I have a column in a df contains the following values:
>>> import pandas as pd
>>> df = pd.DataFrame({'Sentence':['his is the results of my experiments KEY_abc_def KEY_mno_pqr KEY_blt_chm', 'I have researched the product KEY_abc_def, and KEY_blt_chm as requested', 'He got the idea from your message KEY_mno_pqr']})
>>> df
Sentence
0 This is the results of my experiments KEY_abc_def KEY_mno_pqr KEY_blt_chm
1 I have researched the product KEY_abc_def, and KEY_blt_chm as requested
2 He got the idea from your message KEY_mno_pqr
I would like to use regex to extract the KEY into a new column without the actual "KEY_". For those sentences have more than 1 KEY, they should be joined with a comma.
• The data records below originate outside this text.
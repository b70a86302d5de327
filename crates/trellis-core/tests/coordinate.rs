use trellis_core::coordinate::Coordinate;
use trellis_core::module_id::ModuleId;
use trellis_core::version::Version;

fn all_shapes() -> Vec<Coordinate> {
    let module = ModuleId::new("org.acme", "core");
    let base = Coordinate::new(module, Version::of("1.2.3"));
    vec![
        base.clone(),
        base.with_version(Version::UNSPECIFIED),
        base.with_classifier_and_type("sources", ""),
        base.with_classifier_and_type("", "pom"),
        base.with_classifier_and_type("linux-x86_64", "so"),
        base.with_classifier_and_type("classifier", "")
            .with_version(Version::UNSPECIFIED),
        base.with_classifier_and_type("", "extension")
            .with_version(Version::UNSPECIFIED),
    ]
}

#[test]
fn every_coordinate_round_trips() {
    for c in all_shapes() {
        let parsed = Coordinate::parse(&c.to_string()).unwrap();
        assert_eq!(parsed, c, "round trip of {c}");
    }
}

#[test]
fn short_strings_parse_back() {
    for c in all_shapes() {
        let parsed = Coordinate::parse(&c.to_short_string()).unwrap();
        assert_eq!(parsed, c, "short form {}", c.to_short_string());
    }
}

#[test]
fn five_field_form_is_fixed() {
    let c = Coordinate::parse("group:name:classifier::").unwrap();
    assert_eq!(c.to_string(), "group:name:classifier::");
    let c = Coordinate::parse("group:name::extension:").unwrap();
    assert_eq!(c.to_string(), "group:name::extension:");
}

#[test]
fn four_field_form_reads_classifier() {
    let c = Coordinate::parse("org.lwjgl:lwjgl:natives-linux:3.3.1").unwrap();
    assert_eq!(c.classifier(), "natives-linux");
    assert_eq!(c.type_(), "");
    assert_eq!(c.version().value(), "3.3.1");
}

#[test]
fn parse_errors_are_parse_errors() {
    let err = Coordinate::parse("org.acme").unwrap_err();
    assert!(err.to_string().starts_with("Parse error"));
}

#[test]
fn checked_classifier_and_type_keep_the_round_trip() {
    let base = Coordinate::new(ModuleId::new("org.acme", "core"), "1.0".parse().unwrap());

    let native = base.try_with_classifier_and_type("linux-x86_64", "so").unwrap();
    assert_eq!(Coordinate::parse(&native.to_string()).unwrap(), native);

    let err = base.try_with_classifier_and_type("linux:x86", "").unwrap_err();
    assert!(err.to_string().contains("invalid classifier 'linux:x86'"));
    assert!(base.try_with_classifier_and_type("", "tar gz").is_err());
}

#[test]
fn parsed_versions_cannot_break_the_textual_form() {
    assert!("1.0:beta".parse::<Version>().is_err());
    assert!(Coordinate::parse("org.acme:core:sources:jar:1.0:beta").is_err());
}
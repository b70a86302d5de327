use std::fs;
use std::path::Path;

use trellis_core::coordinate::Coordinate;
use trellis_core::dependency_set::DependencySet;
use trellis_core::module_id::ModuleId;
use trellis_core::version::Version;
use trellis_maven::DirectoryRepository;
use trellis_resolver::{DependencyResolver, RepoSet, RepositoryClient, RepositoryError};

fn write(root: &Path, relative: &str, content: &str) {
    let path = root.join(relative);
    fs::create_dir_all(path.parent().unwrap()).unwrap();
    fs::write(path, content).unwrap();
}

fn pom(group: &str, name: &str, version: &str, body: &str) -> String {
    format!(
        r#"<project>
    <groupId>{group}</groupId>
    <artifactId>{name}</artifactId>
    <version>{version}</version>
    {body}
</project>"#
    )
}

fn dependency(group: &str, name: &str, version: &str) -> String {
    format!(
        "<dependency><groupId>{group}</groupId><artifactId>{name}</artifactId><version>{version}</version></dependency>"
    )
}

/// `org.acme:app:1.0` -> `org.acme:core:2.0` -> `org.slf4j:slf4j-api` (managed by the parent)
fn layout(root: &Path) {
    write(
        root,
        "org/acme/acme-parent/1/acme-parent-1.pom",
        &pom(
            "org.acme",
            "acme-parent",
            "1",
            r#"<properties><slf4j.version>2.0.9</slf4j.version></properties>
    <dependencyManagement><dependencies>
        <dependency>
            <groupId>org.slf4j</groupId>
            <artifactId>slf4j-api</artifactId>
            <version>${slf4j.version}</version>
        </dependency>
    </dependencies></dependencyManagement>"#,
        ),
    );
    write(
        root,
        "org/acme/core/2.0/core-2.0.pom",
        r#"<project>
    <parent>
        <groupId>org.acme</groupId>
        <artifactId>acme-parent</artifactId>
        <version>1</version>
    </parent>
    <artifactId>core</artifactId>
    <version>2.0</version>
    <dependencies>
        <dependency>
            <groupId>org.slf4j</groupId>
            <artifactId>slf4j-api</artifactId>
        </dependency>
        <dependency>
            <groupId>junit</groupId>
            <artifactId>junit</artifactId>
            <version>4.13.2</version>
            <scope>test</scope>
        </dependency>
    </dependencies>
</project>"#,
    );
    write(root, "org/acme/core/2.0/core-2.0.jar", "jar");
    write(
        root,
        "org/acme/app/1.0/app-1.0.pom",
        &pom(
            "org.acme",
            "app",
            "1.0",
            &format!(
                "<dependencies>{}</dependencies>",
                dependency("org.acme", "core", "2.0")
            ),
        ),
    );
    write(root, "org/acme/app/1.0/app-1.0.jar", "jar");
    write(
        root,
        "org/slf4j/slf4j-api/2.0.9/slf4j-api-2.0.9.pom",
        &pom("org.slf4j", "slf4j-api", "2.0.9", ""),
    );
    write(root, "org/slf4j/slf4j-api/2.0.9/slf4j-api-2.0.9.jar", "jar");
}

fn coordinate(s: &str) -> Coordinate {
    Coordinate::parse(s).unwrap()
}

#[tokio::test]
async fn descriptor_carries_scopes_and_parent_managed_versions() {
    let dir = tempfile::tempdir().unwrap();
    layout(dir.path());
    let repo = DirectoryRepository::new("local", dir.path());

    let descriptor = repo
        .fetch_descriptor(&coordinate("org.acme:core:2.0"))
        .await
        .unwrap()
        .unwrap();
    assert_eq!(descriptor.dependencies.len(), 2);
    assert_eq!(descriptor.dependencies[0].coordinate.to_short_string(), "org.slf4j:slf4j-api");
    assert_eq!(descriptor.dependencies[1].scope, "test");
    assert_eq!(descriptor.configurations, ["compile", "test"]);
    assert_eq!(
        descriptor.managed_version(&ModuleId::new("org.slf4j", "slf4j-api")),
        Some(&Version::of("2.0.9"))
    );
}

#[tokio::test]
async fn missing_module_is_none() {
    let dir = tempfile::tempdir().unwrap();
    let repo = DirectoryRepository::new("local", dir.path());
    let c = coordinate("org.acme:ghost:1.0");
    assert_eq!(repo.fetch_descriptor(&c).await.unwrap(), None);
    assert_eq!(repo.fetch_artifact(&c).await.unwrap(), None);
    assert!(repo
        .list_versions(c.module_id())
        .await
        .unwrap()
        .is_empty());
}

#[tokio::test]
async fn dependencies_that_cannot_form_a_coordinate_are_ignored() {
    let dir = tempfile::tempdir().unwrap();
    let body = format!(
        "<dependencies>{}<dependency><groupId>org.acme</groupId><artifactId>odd</artifactId><version>1.0</version><classifier>linux:x86</classifier></dependency></dependencies>",
        dependency("org.acme", "core", "2.0")
    );
    write(
        dir.path(),
        "org/acme/host/1.0/host-1.0.pom",
        &pom("org.acme", "host", "1.0", &body),
    );
    let repo = DirectoryRepository::new("local", dir.path());

    let descriptor = repo
        .fetch_descriptor(&coordinate("org.acme:host:1.0"))
        .await
        .unwrap()
        .unwrap();
    let names: Vec<String> = descriptor
        .dependencies
        .iter()
        .map(|d| d.coordinate.to_string())
        .collect();
    assert_eq!(names, ["org.acme:core:::2.0"]);
}

#[tokio::test]
async fn jar_without_pom_has_an_empty_descriptor() {
    let dir = tempfile::tempdir().unwrap();
    write(dir.path(), "org/acme/bare/1.0/bare-1.0.jar", "jar");
    let repo = DirectoryRepository::new("local", dir.path());
    let descriptor = repo
        .fetch_descriptor(&coordinate("org.acme:bare:1.0"))
        .await
        .unwrap();
    assert_eq!(descriptor, Some(Default::default()));
}

#[tokio::test]
async fn malformed_pom_is_a_repository_error() {
    let dir = tempfile::tempdir().unwrap();
    write(
        dir.path(),
        "org/acme/broken/1.0/broken-1.0.pom",
        "<project><dependencies></project>",
    );
    let repo = DirectoryRepository::new("local", dir.path());
    let err = repo
        .fetch_descriptor(&coordinate("org.acme:broken:1.0"))
        .await
        .unwrap_err();
    assert!(matches!(err, RepositoryError::Malformed { .. }), "{err}");
}

#[tokio::test]
async fn versions_come_from_metadata_when_present() {
    let dir = tempfile::tempdir().unwrap();
    write(
        dir.path(),
        "org/acme/core/maven-metadata.xml",
        r#"<metadata><versioning><versions>
            <version>1.0</version><version>1.1</version>
        </versions></versioning></metadata>"#,
    );
    write(dir.path(), "org/acme/core/9.9/core-9.9.jar", "jar");
    let repo = DirectoryRepository::new("local", dir.path());
    let versions = repo
        .list_versions(&ModuleId::new("org.acme", "core"))
        .await
        .unwrap();
    assert_eq!(versions, [Version::of("1.0"), Version::of("1.1")]);
}

#[tokio::test]
async fn versions_fall_back_to_directories() {
    let dir = tempfile::tempdir().unwrap();
    for version in ["1.10", "1.2", "1.9"] {
        write(
            dir.path(),
            &format!("org/acme/core/{version}/core-{version}.jar"),
            "jar",
        );
    }
    let repo = DirectoryRepository::new("local", dir.path());
    let versions = repo
        .list_versions(&ModuleId::new("org.acme", "core"))
        .await
        .unwrap();
    assert_eq!(
        versions,
        [Version::of("1.2"), Version::of("1.9"), Version::of("1.10")]
    );
}

#[tokio::test]
async fn classified_artifact_path() {
    let dir = tempfile::tempdir().unwrap();
    write(dir.path(), "org/acme/core/2.0/core-2.0-sources.jar", "src");
    let repo = DirectoryRepository::new("local", dir.path());
    let path = repo
        .fetch_artifact(&coordinate("org.acme:core:sources:2.0"))
        .await
        .unwrap()
        .unwrap();
    assert!(path.ends_with("org/acme/core/2.0/core-2.0-sources.jar"));
}

#[tokio::test]
async fn resolves_through_the_engine() {
    let dir = tempfile::tempdir().unwrap();
    layout(dir.path());
    let resolver =
        DependencyResolver::of(RepoSet::default().and(DirectoryRepository::new("local", dir.path())));
    let deps = DependencySet::of().and_str("org.acme:app:1.0").unwrap();

    let result = resolver.resolve(&deps).await.unwrap();

    assert!(!result.has_errors(), "{}", result.error_report());
    assert_eq!(
        result.version_of(&ModuleId::new("org.slf4j", "slf4j-api")),
        Some(&Version::of("2.0.9"))
    );
    assert!(!result.contains(&ModuleId::new("junit", "junit")));
    let names: Vec<String> = result
        .files
        .iter()
        .map(|f| f.file_name().unwrap().to_string_lossy().into_owned())
        .collect();
    assert_eq!(names, ["app-1.0.jar", "core-2.0.jar", "slf4j-api-2.0.9.jar"]);
}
The output should be as below:
>>> df
Sentence KEY
0 This is the results of my experiments KEY_abc_def KEY_mno_pqr KEY_blt_chm abc_def, mno_pqr, blt_chm
1 I have researched the product KEY_abc_def, and KEY_blt_chm as requested abc_def, blt_chm
2 He got the idea from your message KEY_mno_pqr mno_pqr
I tried with this code but it is not working. Any suggestions would greatly be appreciated.
The code that I currently have only worked with the first KEY, and ignored the rest. I'm new with regex so any suggestions would be highly appreciated.
df['KEY']= df.sentence.str.extract("KEY_(\w+)", expand=True)